We got one from a pawn shop four years ago for $40, one from an auction three years ago for $3, and we just got a third one from the Salvation Army thrift store for $24. This newest one has a much wider cut than the first two. The one from the auction is an old wooden one, heavier and harder to push. The other two are metal, lightweight, and easy to push.

We have 20 acres but only mow about one. A few times a week over the summer, my husband and I each take one and push them around different parts of the yard. Keeps up with it great. We love them.



> siletz: "The rising cost of gas is the main reason that our family is actively trying to make a "wood gasifier" for our pickup and our generator."


We just came across the same plans, and it's a lot easier to make than we thought. We're going to do the same thing.



> lotsoflead: "buy a goat, it'll keep the lawn mowed,your belly full of milk and your garden fertlized."

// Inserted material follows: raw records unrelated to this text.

mod tests {
    use std::cell::RefCell;
    use std::rc::Rc;

    use embassy_time::{Duration, Instant};

    use cove_light_engine::{
        CommandPort, ControlRegisters, FrameScheduler, LightEngineConfig, ModeId,
        OutputDriver, RenderingBounds, Renderer, Rgb,
    };

    const MAX_LEDS: usize = 64;
    const LED_COUNT: u8 = 10;

    /// Driver that records every pushed frame for inspection.
    #[derive(Clone, Default)]
    struct CountingDriver {
        frames: Rc<RefCell<Vec<Vec<Rgb>>>>,
    }

    impl CountingDriver {
        fn push_count(&self) -> usize {
            self.frames.borrow().len()
        }

        fn last_frame(&self) -> Vec<Rgb> {
            self.frames.borrow().last().cloned().unwrap_or_default()
        }
    }

    impl OutputDriver for CountingDriver {
        fn write(&mut self, colors: &[Rgb]) {
            self.frames.borrow_mut().push(colors.to_vec());
        }
    }

    fn config() -> LightEngineConfig {
        LightEngineConfig {
            bounds: RenderingBounds::strip(LED_COUNT),
            lamp_count: 3,
            seed: 42,
            color_change: Duration::from_millis(0),
        }
    }

    fn at(ms: u64) -> Instant {
        Instant::from_millis(ms)
    }

    #[test]
    fn test_static_fills_every_pixel() {
        let color = Rgb {
            r: 10,
            g: 20,
            b: 30,
        };
        let regs = ControlRegisters::new(ModeId::Static, color);
        let mut renderer = Renderer::<MAX_LEDS>::new(&regs, &config());

        let frame = renderer.render(at(0)).expect("first frame must be pushed");
        assert_eq!(frame.len(), usize::from(LED_COUNT));
        assert!(frame.iter().all(|led| *led == color));
    }

    #[test]
    fn test_static_push_is_idempotent() {
        let regs = ControlRegisters::new(ModeId::Static, Rgb { r: 1, g: 2, b: 3 });
        let renderer = Renderer::<MAX_LEDS>::new(&regs, &config());
        let driver = CountingDriver::default();
        let mut scheduler = FrameScheduler::new(renderer, driver.clone());

        let first = scheduler.tick(at(0));
        assert!(first.pushed);

        // Unchanged mode and color: no redundant pushes
        for i in 1..5 {
            let result = scheduler.tick(at(i * 100));
            assert!(!result.pushed);
        }
        assert_eq!(driver.push_count(), 1);

        // A color change produces exactly one more push
        let port = CommandPort::new(&regs, false);
        port.set_color(Rgb { r: 9, g: 9, b: 9 });
        assert!(scheduler.tick(at(600)).pushed);
        assert!(!scheduler.tick(at(700)).pushed);
        assert_eq!(driver.push_count(), 2);
    }

    #[test]
    fn test_off_renders_black_once() {
        let regs = ControlRegisters::new(ModeId::Off, Rgb { r: 50, g: 60, b: 70 });
        let mut renderer = Renderer::<MAX_LEDS>::new(&regs, &config());

        let frame = renderer.render(at(0)).expect("first frame must be pushed");
        assert!(frame.iter().all(|led| *led == Rgb { r: 0, g: 0, b: 0 }));
        assert!(renderer.render(at(100)).is_none());
    }

    #[test]
    fn test_set_color_switches_to_static() {
        let regs = ControlRegisters::new(ModeId::Aurora, Rgb { r: 0, g: 0, b: 0 });
        let port = CommandPort::new(&regs, false);
        let mut renderer = Renderer::<MAX_LEDS>::new(&regs, &config());

        let ack = port.set_color(Rgb {
            r: 10,
            g: 20,
            b: 30,
        });
        assert!(!ack.active);

        let frame = renderer.render(at(0)).expect("frame after color change");
        assert!(frame.iter().all(|led| *led
            == Rgb {
                r: 10,
                g: 20,
                b: 30
            }));
        assert_eq!(renderer.current_mode(), ModeId::Static);
    }

    #[test]
    fn test_self_check_restores_prior_state() {
        let color = Rgb { r: 5, g: 5, b: 5 };
        let regs = ControlRegisters::new(ModeId::Static, color);
        let port = CommandPort::new(&regs, false);
        let mut renderer = Renderer::<MAX_LEDS>::new(&regs, &config());

        renderer.render(at(0));

        let ack = port.set_mode(ModeId::Test);
        assert_eq!(ack.mode, ModeId::Test);
        assert!(regs.has_saved());

        // Pulse peaks mid-way as full white
        renderer.render(at(10));
        assert_eq!(renderer.current_mode(), ModeId::Test);
        let frame = renderer.render(at(260)).expect("mid-pulse frame");
        assert_eq!(
            frame[0],
            Rgb {
                r: 255,
                g: 255,
                b: 255
            }
        );

        // After the 0.5s pulse the saved state comes back
        let frame = renderer.render(at(600)).expect("restored frame");
        assert!(frame.iter().all(|led| *led == color));
        assert_eq!(renderer.current_mode(), ModeId::Static);
        assert_eq!(regs.snapshot().mode, ModeId::Static);
        assert_eq!(regs.snapshot().color, color);
        assert!(!regs.has_saved());
    }

    #[test]
    fn test_repeated_test_request_keeps_capture() {
        let color = Rgb { r: 7, g: 8, b: 9 };
        let regs = ControlRegisters::new(ModeId::Water, color);
        let port = CommandPort::new(&regs, false);
        let mut renderer = Renderer::<MAX_LEDS>::new(&regs, &config());

        renderer.render(at(0));
        port.set_mode(ModeId::Test);
        renderer.render(at(20));
        // A second request while testing must not overwrite the capture
        port.set_mode(ModeId::Test);
        renderer.render(at(40));

        renderer.render(at(700));
        assert_eq!(regs.snapshot().mode, ModeId::Water);
        assert_eq!(regs.snapshot().color, color);
    }

    #[test]
    fn test_command_during_test_cancels_restore() {
        let regs = ControlRegisters::new(ModeId::Water, Rgb { r: 7, g: 8, b: 9 });
        let port = CommandPort::new(&regs, false);
        let mut renderer = Renderer::<MAX_LEDS>::new(&regs, &config());

        renderer.render(at(0));
        port.set_mode(ModeId::Test);
        renderer.render(at(20));
        assert!(regs.has_saved());

        // An explicit command mid-test supersedes the pending restore
        let color = Rgb {
            r: 40,
            g: 50,
            b: 60,
        };
        port.set_color(color);
        assert!(!regs.has_saved());

        let frame = renderer.render(at(40)).expect("frame after color command");
        assert!(frame.iter().all(|led| *led == color));
        assert_eq!(renderer.current_mode(), ModeId::Static);

        // Long after the pulse would have ended, nothing reverts to water
        renderer.render(at(1_000));
        assert_eq!(regs.snapshot().mode, ModeId::Static);
        assert_eq!(regs.snapshot().color, color);
        assert!(!regs.has_saved());
    }

    #[test]
    fn test_mode_command_during_test_drops_snapshot() {
        let regs = ControlRegisters::new(ModeId::Water, Rgb { r: 1, g: 2, b: 3 });
        let port = CommandPort::new(&regs, false);

        port.set_mode(ModeId::Test);
        assert!(regs.has_saved());

        port.set_mode(ModeId::Fire);
        assert!(!regs.has_saved());
        assert_eq!(regs.snapshot().mode, ModeId::Fire);
    }

    #[test]
    fn test_initial_test_mode_settles_on_static() {
        let color = Rgb {
            r: 20,
            g: 30,
            b: 40,
        };
        let regs = ControlRegisters::new(ModeId::Test, color);
        let mut renderer = Renderer::<MAX_LEDS>::new(&regs, &config());

        renderer.render(at(0));
        assert_eq!(renderer.current_mode(), ModeId::Test);

        // No captured state to restore: the pulse ends in a static fill of
        // the configured color
        let frame = renderer.render(at(600)).expect("settled frame");
        assert!(frame.iter().all(|led| *led == color));
        assert_eq!(renderer.current_mode(), ModeId::Static);
        assert_eq!(regs.snapshot().mode, ModeId::Static);

        // And the fill is idempotent from then on
        assert!(renderer.render(at(700)).is_none());
    }

    #[test]
    fn test_alert_pulses_red_only() {
        let regs = ControlRegisters::new(ModeId::Alert, Rgb { r: 0, g: 0, b: 0 });
        let mut renderer = Renderer::<MAX_LEDS>::new(&regs, &config());

        // Quarter period: sin^2 reaches its peak at half period (600ms of 1200ms)
        let frame = renderer.render(at(600)).expect("alert frame");
        assert!(frame.iter().all(|led| led.g == 0 && led.b == 0));
        assert_eq!(frame[0].r, 255);
        assert!(frame.iter().all(|led| led.r == frame[0].r));

        assert_eq!(renderer.frame_duration(), Duration::from_millis(40));
    }

    #[test]
    fn test_fire_cadence_is_randomized_within_bounds() {
        let regs = ControlRegisters::new(ModeId::Fire, Rgb { r: 0, g: 0, b: 0 });
        let mut renderer = Renderer::<MAX_LEDS>::new(&regs, &config());

        for i in 0..50 {
            let frame = renderer.render(at(i * 100)).expect("fire frame");
            // Flicker only darkens the fixed ember base
            assert!(frame.iter().all(|led| {
                led.r >= 215 && led.g >= 56 && led.g <= 96 && led.b <= 12
            }));
            let cadence = renderer.frame_duration().as_millis();
            assert!((50..=150).contains(&cadence), "cadence {cadence}ms");
        }
    }

    #[test]
    fn test_mode_dependent_cadence() {
        let regs = ControlRegisters::new(ModeId::Aurora, Rgb { r: 0, g: 0, b: 0 });
        let port = CommandPort::new(&regs, false);
        let renderer = Renderer::<MAX_LEDS>::new(&regs, &config());
        let mut scheduler = FrameScheduler::new(renderer, CountingDriver::default());

        let result = scheduler.tick(at(0));
        assert_eq!(result.sleep_duration, Duration::from_millis(20));

        port.set_mode(ModeId::Static);
        let result = scheduler.tick(at(20));
        assert_eq!(result.sleep_duration, Duration::from_millis(100));
    }

    #[test]
    fn test_scheduler_resets_after_long_stall() {
        let regs = ControlRegisters::new(ModeId::Water, Rgb { r: 0, g: 0, b: 0 });
        let renderer = Renderer::<MAX_LEDS>::new(&regs, &config());
        let mut scheduler = FrameScheduler::new(renderer, CountingDriver::default());

        scheduler.tick(at(0));
        // A long stall must not produce a catch-up burst
        let result = scheduler.tick(at(5_000));
        assert_eq!(result.sleep_duration, Duration::from_millis(20));
        assert_eq!(result.next_deadline, at(5_020));
    }

    #[test]
    fn test_simulation_advances_identically() {
        let regs = ControlRegisters::new(ModeId::CoveWarm, Rgb { r: 0, g: 0, b: 0 });
        let mut renderer = Renderer::<MAX_LEDS>::new(&regs, &config());

        // Drive the warm-up ramp to completion; state advances whether or
        // not any driver consumes the frames.
        let mut pushes = 0;
        for i in 0..120 {
            if renderer.render(at(i * 30)).is_some() {
                pushes += 1;
            }
        }
        // 101 ramp frames, then held with no further pushes
        assert_eq!(pushes, 101);
        assert_eq!(renderer.frame_duration(), Duration::from_millis(200));
    }

    #[test]
    fn test_last_pushed_frame_is_ramp_target() {
        let regs = ControlRegisters::new(ModeId::CoveWarm, Rgb { r: 0, g: 0, b: 0 });
        let renderer = Renderer::<MAX_LEDS>::new(&regs, &config());
        let driver = CountingDriver::default();
        let mut scheduler = FrameScheduler::new(renderer, driver.clone());

        for i in 0..120 {
            scheduler.tick(at(i * 30));
        }
        let held = driver.last_frame();
        assert!(held.iter().all(|led| *led
            == Rgb {
                r: 255,
                g: 147,
                b: 41
            }));
    }
}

We thought about getting a lamb, letting it mow for us all summer, then butchering it in the fall. Otherwise we'd have to find a way to feed it over the winter. But buying a lamb would cost more than a summer's worth of lawn mowing gas! Goats, I believe, don't really eat grass. They're brush-eaters.

For what it's worth, my husband and I are "getting up there" and we ride our bicycles 14 miles round trip to get our mail. We've even done this on snow. Sometimes we let our neighbor pick up our mail for us. I've ridden 16 miles each way pulling a trailer behind my bicycle to sell things at the Farmer's Market.

Sure, as long as you have the money and want to, then go ahead and buy and store gas. As a true prepper, though...think about how you'll get along if you can't buy gas.

I have a feeling we'll look back on today as "the good times". I don't think we've seen anything yet.


----------



## Freyadog (Jan 27, 2010)

My goats love the brush however I have a friend that does not have brush just pasture land and her goats keep it well mowed.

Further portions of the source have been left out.